Scheduled backup fails when Sidekiq is forcefully restarted


(Andrew Waugh) #1

The log indicates that the zip operation runs out of space, but…

it leaves 3 files (two are .gz) spaced roughly 30 min apart.
the .gz files do not appear in the GUI.
It seems to happen when sidekiq gets restarted for using too much memory.

We’ve oodles of RAM, and enough space on the drive if it weren’t for having 3 (failed) backups for that day.

78G space on the drive, backups are 16G each

Here are the corpses left over after the job fails

-rw-r--r-- 1 ubuntu www-data 17094434327 Mar 19 08:48 jag-lovers-forums-2018-03-19-083309-v20180309014014.tar.gz
-rw-r--r-- 1 ubuntu www-data 17099593947 Mar 19 09:19 jag-lovers-forums-2018-03-19-090524-v20180309014014.tar.gz
-rw-r--r-- 1 ubuntu www-data 17184337920 Mar 19 09:52 jag-lovers-forums-2018-03-19-093558-v20180309014014.tar

We started seeing the sidekiq restarts in December

Anyone else seeing this?


Multiple backups generated daily
(Jeff Atwood) #2

Yes, I have definitely seen this happen if sidekiq gets forcefully restarted (due to excess memory use) in the middle of a backup. cc @sam

Typically it was only an issue due to a global rebake, as the post version was incremented in a commit about 1 month ago – this means every single post in the system must be rebaked and can take months. The global rebake process causes Sidekiq to run out of memory much more frequently over that time period.


(Andrew Waugh) #3

Our sidekiq restarts between 3 and 12 times/day. This started happening back in Dec.

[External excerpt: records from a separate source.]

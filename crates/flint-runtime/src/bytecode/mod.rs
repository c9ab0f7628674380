//! Bytecode chunk container
//!
//! A chunk holds a linear instruction stream (opcode bytes interleaved
//! with operand bytes), a line table for diagnostics, and the constant
//! pool its instructions reference by index.

mod disasm;
mod opcode;
mod serialize;

pub use disasm::{disassemble, Instruction};
pub use opcode::Opcode;
pub use serialize::CHUNK_FORMAT_VERSION;

use crate::value::Value;
use thiserror::Error;

/// Widest addressable constant index: 24-bit operand of `ConstantLong`.
const MAX_CONSTANT_INDEX: usize = (1 << 24) - 1;

/// Errors raised while building a chunk.
#[derive(Debug, Clone, PartialEq, Eq, Error)]
pub enum ChunkError {
    /// More constants than the widest operand encoding can address
    #[error("Too many constants in one chunk ({count})")]
    TooManyConstants { count: usize },
}

/// A unit of compiled bytecode.
///
/// `code` and `lines` grow in lockstep: the byte at `code[i]` was compiled
/// from source line `lines[i]`. The line table is diagnostics-only and
/// never consulted by dispatch. All three buffers start unallocated and
/// grow with amortized O(1) appends; dropping the chunk releases them as
/// a unit.
#[derive(Debug, Clone, Default)]
pub struct Chunk {
    /// Raw instruction bytes
    code: Vec<u8>,
    /// Source line for each byte in `code`, index-aligned
    lines: Vec<u32>,
    /// Constant pool (referenced by index)
    constants: Vec<Value>,
}

impl Chunk {
    /// Create a new empty chunk. Allocates nothing until the first write.
    pub fn new() -> Self {
        Self::default()
    }

    /// Append one instruction or operand byte and its source line.
    pub fn write(&mut self, byte: u8, line: u32) {
        self.code.push(byte);
        self.lines.push(line);
    }

    /// Append an opcode byte.
    pub fn emit(&mut self, opcode: Opcode, line: u32) {
        self.write(opcode as u8, line);
    }

    /// Add a constant to the pool and return its index.
    ///
    /// Repeated equal constants get distinct slots; the pool is
    /// append-only and never deduplicated.
    pub fn add_constant(&mut self, value: Value) -> usize {
        self.constants.push(value);
        self.constants.len() - 1
    }

    /// Add a constant and emit the instruction that loads it.
    ///
    /// Indices that fit in one byte use `Constant`; larger ones use
    /// `ConstantLong` with a 24-bit big-endian operand. Indices beyond
    /// the wide encoding are an error, never a silent truncation.
    pub fn write_constant(&mut self, value: Value, line: u32) -> Result<usize, ChunkError> {
        if self.constants.len() > MAX_CONSTANT_INDEX {
            return Err(ChunkError::TooManyConstants {
                count: self.constants.len(),
            });
        }
        let index = self.add_constant(value);
        if index <= u8::MAX as usize {
            self.emit(Opcode::Constant, line);
            self.write(index as u8, line);
        } else {
            self.emit(Opcode::ConstantLong, line);
            self.write((index >> 16) as u8, line);
            self.write((index >> 8) as u8, line);
            self.write(index as u8, line);
        }
        Ok(index)
    }

    /// The instruction stream.
    pub fn code(&self) -> &[u8] {
        &self.code
    }

    /// The line table, index-aligned with `code`.
    pub fn lines(&self) -> &[u32] {
        &self.lines
    }

    /// The constant pool.
    pub fn constants(&self) -> &[Value] {
        &self.constants
    }

    /// Source line for the byte at `offset`, or 0 when out of range.
    pub fn line(&self, offset: usize) -> u32 {
        self.lines.get(offset).copied().unwrap_or(0)
    }

    /// Number of bytes in the instruction stream.
    pub fn len(&self) -> usize {
        self.code.len()
    }

    /// True when no instructions have been written.
    pub fn is_empty(&self) -> bool {
        self.code.is_empty()
    }
}

#[cfg(test)]
mod tests {
    use super::*;

    #[test]
    fn test_chunk_creation() {
        let chunk = Chunk::new();
        assert!(chunk.is_empty());
        assert_eq!(chunk.lines().len(), 0);
        assert_eq!(chunk.constants().len(), 0);
    }

    #[test]
    fn test_write_keeps_lines_aligned() {
        let mut chunk = Chunk::new();
        chunk.write(0x01, 1);
        chunk.write(0x00, 1);
        chunk.emit(Opcode::Return, 2);
        assert_eq!(chunk.code(), &[0x01, 0x00, 0xFF]);
        assert_eq!(chunk.lines(), &[1, 1, 2]);
    }

    #[test]
    fn test_add_constant_returns_sequential_indices() {
        let mut chunk = Chunk::new();
        let idx1 = chunk.add_constant(Value::Number(1.2));
        let idx2 = chunk.add_constant(Value::Number(3.4));
        assert_eq!(idx1, 0);
        assert_eq!(idx2, 1);
        assert_eq!(chunk.constants()[idx2], Value::Number(3.4));
    }

    #[test]
    fn test_add_constant_no_dedup() {
        let mut chunk = Chunk::new();
        let idx1 = chunk.add_constant(Value::Number(42.0));
        let idx2 = chunk.add_constant(Value::Number(42.0));
        assert_eq!(idx1, 0);
        assert_eq!(idx2, 1);
        assert_eq!(chunk.constants().len(), 2);
    }

    #[test]
    fn test_write_constant_short_encoding() {
        let mut chunk = Chunk::new();
        let idx = chunk.write_constant(Value::Number(1.2), 12).unwrap();
        assert_eq!(idx, 0);
        assert_eq!(chunk.code(), &[Opcode::Constant as u8, 0]);
        assert_eq!(chunk.lines(), &[12, 12]);
    }

    #[test]
    fn test_write_constant_wide_encoding() {
        let mut chunk = Chunk::new();
        for _ in 0..256 {
            chunk.add_constant(Value::Number(0.0));
        }
        let idx = chunk.write_constant(Value::Number(7.0), 3).unwrap();
        assert_eq!(idx, 256);
        assert_eq!(
            chunk.code(),
            &[Opcode::ConstantLong as u8, 0x00, 0x01, 0x00]
        );
        assert_eq!(chunk.constants()[idx], Value::Number(7.0));
    }

    #[test]
    fn test_write_constant_boundary_index_255() {
        let mut chunk = Chunk::new();
        for _ in 0..255 {
            chunk.add_constant(Value::Number(0.0));
        }
        // Index 255 still fits the one-byte form
        chunk.write_constant(Value::Number(1.0), 1).unwrap();
        assert_eq!(chunk.code()[0], Opcode::Constant as u8);
        assert_eq!(chunk.code()[1], 255);
    }

    #[test]
    fn test_line_lookup() {
        let mut chunk = Chunk::new();
        chunk.emit(Opcode::Return, 42);
        assert_eq!(chunk.line(0), 42);
        assert_eq!(chunk.line(99), 0);
    }
}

We’ve oodles of RAM. Is there a way we can up the limit for sidekiq (it’s failing when it goes much above 500M)?


CleanUpUploads job never completes leading to Sidekiq hanging and restarting
(Sam Saffron) #4

Yes absolutely, we do that on our heavy instances. Set:

env:
  UNICORN_SIDEKIQ_MAX_RSS: 1000

This will double it.


(Andrew Waugh) #5

To follow up on this:

It’s been a week since we increased the sidekiq headroom. Sidekiq restarts have gone from 3-12 restarts/day to zero, and the backup hasn’t failed once.


(Joshua Rosenfeld) #6

This topic was automatically closed after 4 days. New replies are no longer allowed.